The selection of the best technology for enhanced absorption is related to numerous factors and variables reflecting the physicochemical properties, such as Log P and melting point, as supportive tools for formulation selection. In particular, API with a high melting point has a strong crystallization tendency, which is not suitable for ASD [7], and intestinal lymphatic transport of API on LBF is not even expected at low lipophilicity, log P < 5 [45]. TAK-020 exhibits an exotherm at high temperatures of around 300 °C, including melting, and it has relatively low lipophilicity (cLogP 2.0 calculated by Daylight version 4.95). It is likely that the physicochemical properties of TAK-020 have not realized the formulation performance of ASD and LBF. Nanocry improves the dissolution rate owing to increased surface area by particle size reduction, but it was not adequate for TAK-020, whose solubility would be the rate limiting factor. CCF solubility, which is much higher than that of API, leads to the cocrystal being more soluble than API [14]. It is suggested that cocrystals modify the maximum degree of API solubility, even in the gastrointestinal tract. As a result, TAK-020/GA CC was presented to be superior to the solubilized formulations in a variety of functional types, and the cocrystal proved to be the best solid form for TAK-020 regarding translational development of an oral form.
4. Conclusions
The cocrystals of TAK-020 were successful, with CCFs having a carboxy group, as revealed by cocrystal screenings of slurry aging and grinding based on crystal engineering theory. These cocrystals were superior to the free form in terms of dissolution and solubility. TAK-020/GA CC selected by in vitro performance exhibited the best absorption in dog PK studies among the various solubilized formulation techniques. The cocrystal presented the exceeding case of current existing solubilized formulations depending on its physicochemical properties. The results demonstrate the attractiveness of cocrystals for pharmaceutical development.

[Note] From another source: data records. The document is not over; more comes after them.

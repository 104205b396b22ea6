//! Payment-provider status mapping.
//!
//! Providers report their own status vocabulary; the ledger reduces it to
//! the one question it cares about — confirm, keep waiting, or abort. The
//! mapping is total over the closed `ProviderStatus` enum so a new provider
//! status forces a deliberate decision here.

use serde::{Deserialize, Serialize};

/// Status of a payment attempt as reported by the provider.
#[derive(Debug, Clone, Copy, PartialEq, Eq, Serialize, Deserialize)]
#[serde(rename_all = "snake_case")]
pub enum ProviderStatus {
    /// The payment went through.
    Approved,
    /// Still processing; poll again later.
    Pending,
    /// The provider rejected the payment.
    Declined,
    /// The customer or terminal aborted the attempt.
    Aborted,
}

/// What the ledger should do with a provider status.
#[derive(Debug, Clone, Copy, PartialEq, Eq)]
pub enum PaymentSignal {
    /// Drive `payment_pending → paid`.
    Confirm,
    /// No transition; the attempt is still in flight.
    Wait,
    /// Drive `payment_pending → cancelled`.
    Abort,
}

impl ProviderStatus {
    /// Map the provider's vocabulary onto a ledger transition intent.
    pub fn signal(&self) -> PaymentSignal {
        match self {
            Self::Approved => PaymentSignal::Confirm,
            Self::Pending => PaymentSignal::Wait,
            Self::Declined | Self::Aborted => PaymentSignal::Abort,
        }
    }
}
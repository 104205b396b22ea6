//! Scenario 4: Tamper evidence.
//!
//! Drives a short flow, then demonstrates the two integrity properties:
//! the store's mutation guards reject in-place changes outright, and an
//! out-of-band modification of a copied chain is pinpointed by
//! verification at the exact entry that was altered.

use serde_json::json;

use kassa_contracts::{error::KassaResult, transaction::ActorId};
use kassa_audit::verify_chain;
use kassa_core::traits::AuditSink;

use crate::rig::PosRig;

use super::print_trail;

pub fn run_scenario() -> KassaResult<()> {
    println!("=== Scenario 4: Tamper Evidence ===");
    println!();

    let rig = PosRig::new();
    let cashier = ActorId::new("cashier-ben");

    let tx = rig.ledger.create_transaction(&cashier, 2500, "EUR")?;
    rig.ledger.update_price(&cashier, &tx.id, 3000)?;
    rig.ledger.cancel(&cashier, &tx.id)?;

    let entries = rig.audit.read_all()?;
    print_trail(&entries);
    println!();

    // In-place mutation is rejected at the store boundary.
    match rig.audit.try_update(&entries[1].id, json!({ "new_price_cents": 1 })) {
        Err(err) => println!("  In-place update rejected: {}", err),
        Ok(()) => println!("  UNEXPECTED: audit entry was updated"),
    }
    match rig.audit.try_delete(&entries[2].id) {
        Err(err) => println!("  Deletion rejected: {}", err),
        Ok(()) => println!("  UNEXPECTED: audit entry was deleted"),
    }

    // An attacker editing a copy of the log is caught by verification.
    let mut tampered = entries.clone();
    tampered[1].payload = json!({ "old_price_cents": 2500, "new_price_cents": 1 });

    let verification = verify_chain(&tampered)?;
    println!();
    println!(
        "  Verification of tampered copy: {} (broken at entry {:?})",
        if verification.ok { "OK" } else { "BROKEN" },
        verification.broken_at
    );

    let untouched = rig.audit.verify()?;
    println!(
        "  Verification of the real chain: {}",
        if untouched.ok { "OK" } else { "BROKEN" }
    );
    println!();

    untouched.ensure_ok()?;
    Ok(())
}
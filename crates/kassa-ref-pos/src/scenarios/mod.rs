//! Runnable reference scenarios.
//!
//! Each scenario wires a fresh `PosRig` and drives the ledger through one
//! realistic POS flow, printing the resulting audit trail and chain
//! verification outcome.

pub mod cancellation;
pub mod checkout;
pub mod integrity;
pub mod refund;

use kassa_contracts::audit::AuditEntry;

/// Print an audit trail the way the demo renders it.
pub(crate) fn print_trail(entries: &[AuditEntry]) {
    println!("  Audit trail ({} entries):", entries.len());
    for entry in entries {
        println!(
            "    #{} {:<24} hash {}…",
            entry.sequence,
            entry.action.as_str(),
            &entry.this_hash[..12]
        );
    }
}
//! A fully wired ledger for scenarios and end-to-end tests.

use kassa_audit::InMemoryAuditLog;
use kassa_core::{config::LedgerConfig, memory::InMemoryTransactionStore, Ledger};
use kassa_counter::InMemoryCounterStore;

use crate::mocks::{MockPaymentProvider, MockTse};

/// A ledger plus handles to its audit chain and mock collaborators.
///
/// The ledger owns boxed clones; the rig keeps the other handle of each so
/// callers can script the provider, flip the TSE offline, and inspect or
/// verify the chain after driving operations.
pub struct PosRig {
    pub ledger: Ledger,
    pub audit: InMemoryAuditLog,
    pub provider: MockPaymentProvider,
    pub tse: MockTse,
}

impl PosRig {
    pub fn new() -> Self {
        Self::with_config(LedgerConfig::default())
    }

    pub fn with_config(config: LedgerConfig) -> Self {
        let audit = InMemoryAuditLog::new();
        let provider = MockPaymentProvider::new();
        let tse = MockTse::new();

        let ledger = Ledger::new(
            Box::new(InMemoryTransactionStore::new()),
            Box::new(audit.clone()),
            Box::new(InMemoryCounterStore::new()),
            Box::new(provider.clone()),
            Box::new(tse.clone()),
            config,
        );

        Self { ledger, audit, provider, tse }
    }
}

impl Default for PosRig {
    fn default() -> Self {
        Self::new()
    }
}
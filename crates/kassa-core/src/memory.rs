//! In-memory reference implementation of `TransactionStore`.
//!
//! Documents live in a `HashMap` behind a `Mutex`; the version check and
//! the replacement happen under one lock acquisition, which is what makes
//! `update` an atomic conditional write.

use std::collections::HashMap;
use std::sync::Mutex;

use chrono::Utc;

use kassa_contracts::{
    error::{KassaError, KassaResult},
    transaction::{Transaction, TransactionId},
};

use crate::traits::TransactionStore;

/// Thread-safe in-memory transaction store with optimistic versioned writes.
#[derive(Default)]
pub struct InMemoryTransactionStore {
    documents: Mutex<HashMap<TransactionId, Transaction>>,
}

impl InMemoryTransactionStore {
    pub fn new() -> Self {
        Self::default()
    }

    fn lock(&self) -> KassaResult<std::sync::MutexGuard<'_, HashMap<TransactionId, Transaction>>> {
        self.documents.lock().map_err(|e| KassaError::PersistenceError {
            reason: format!("transaction store lock poisoned: {}", e),
        })
    }
}

impl TransactionStore for InMemoryTransactionStore {
    fn insert(&self, tx: &Transaction) -> KassaResult<()> {
        let mut documents = self.lock()?;
        if documents.contains_key(&tx.id) {
            return Err(KassaError::PersistenceError {
                reason: format!("transaction '{}' already exists", tx.id),
            });
        }
        documents.insert(tx.id.clone(), tx.clone());
        Ok(())
    }

    fn get(&self, id: &TransactionId) -> KassaResult<Transaction> {
        let documents = self.lock()?;
        documents
            .get(id)
            .cloned()
            .ok_or_else(|| KassaError::NotFound { id: id.to_string() })
    }

    fn update(&self, tx: &Transaction) -> KassaResult<Transaction> {
        let mut documents = self.lock()?;
        let stored = documents
            .get(&tx.id)
            .ok_or_else(|| KassaError::NotFound { id: tx.id.to_string() })?;

        // The optimistic precondition: the caller must have seen the
        // current version.
        if stored.version != tx.version {
            return Err(KassaError::ConcurrencyConflict {
                resource: format!("transaction '{}'", tx.id),
            });
        }

        let mut updated = tx.clone();
        updated.version = tx.version + 1;
        updated.updated_at = Utc::now();
        documents.insert(tx.id.clone(), updated.clone());
        Ok(updated)
    }

    fn discard(&self, id: &TransactionId) -> KassaResult<()> {
        let mut documents = self.lock()?;
        documents
            .remove(id)
            .map(|_| ())
            .ok_or_else(|| KassaError::NotFound { id: id.to_string() })
    }
}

TAK-020/GA CC has a specific stoichiometric ratio and non-ionic interactions between TAK-020 and GA, as revealed by the pKa difference, solid-state NMR, and single X-ray structure analysis. The development of cocrystals is being accelerated with recent regulatory developments, and cocrystal development can be further promoted by developing reliable analytical techniques appropriate to the regulations. Furthermore, the developmental form of a pharmaceutical product must consider the patient’s quality of life, and development difficulties, such as manufacturing cost and timeline-related pharmaceutical development. Cocrystals can be an acceptable drug product of regular tableted formulation and manufactured in general facilities; a normal tablet size leads to easy intake and is desirable for patients. Taking these factors into consideration, it is worthwhile developing TAK-020/GA CC as the translational solid form.
In conclusion, we determined TAK-020/GA CC to be the most optimal solid form having enhanced oral absorption from a series of studies. TAK-020/GA CC was definitively defined as a cocrystal in line with the guidelines. We expect that clinical trial and drug development for it will proceed steadily, for general solid forms of salt or free crystal.
Author Contributions
Conceptualization, K.Y. and K.K.; formal analysis and investigation, K.K., M.Y., M.K., M.H., and J.T.; writing—original draft preparation, K.K.; writing—review and editing, M.Y., M.K., and Y.I.; visualization, K.K.; supervision, M.K, K.Y., and Y.I.; project administration, K.K. and M.Y. All authors have read and agreed to the published version of the manuscript.
Funding
This research received no external funding.
Acknowledgments
We are deeply grateful to colleagues of Pharmaceutics Research Shonan in Analytical Development in Takeda Pharmaceutical Company Limited for discussions and support. Special thanks also go to Masato Kitayama currently of Spera Pharma, Inc., formerly of Pharmaceutics Research in Process Chemistry in Takeda Pharmaceutical Company Limited for the synthesis and supply of the drug substance and cocrystal.
Conflicts of Interest
The authors declare no conflict of interest.
Appendix A
Figure A1.
PXRD patterns of (a) CA, (b) MoA, (c) MeA, (d) MaA, (e) MdA, (f) GA, and (g) SA.
Figure A2.
(A) TG and (B) DSC curves of (a) CA, (b) MoA, (c) MeA, (d) MaA, (e) MdA, (f) GA, and (g) SA. Starting temperatures at weight loss are shown on the left side in the TG curve. Endothermal temperatures are shown on the left side in the DSC curve.
Figure A2.
(A) TG and (B) DSC curves of (a) CA, (b) MoA, (c) MeA, (d) MaA, (e) MdA, (f) GA, and (g) SA. Starting temperatures at weight loss are shown on the left side in the TG curve. Endothermal temperatures are shown on the left side in the DSC curve.
References
- Nakashima, S.; Yamamoto, K.; Arai, Y.; Ikeda, Y. Impact of physicochemical profiling for rational approach on drug discovery. Chem. Pharm. Bull. 2013, 61, 1228–1238. [Google Scholar] [CrossRef] [PubMed] [Green Version]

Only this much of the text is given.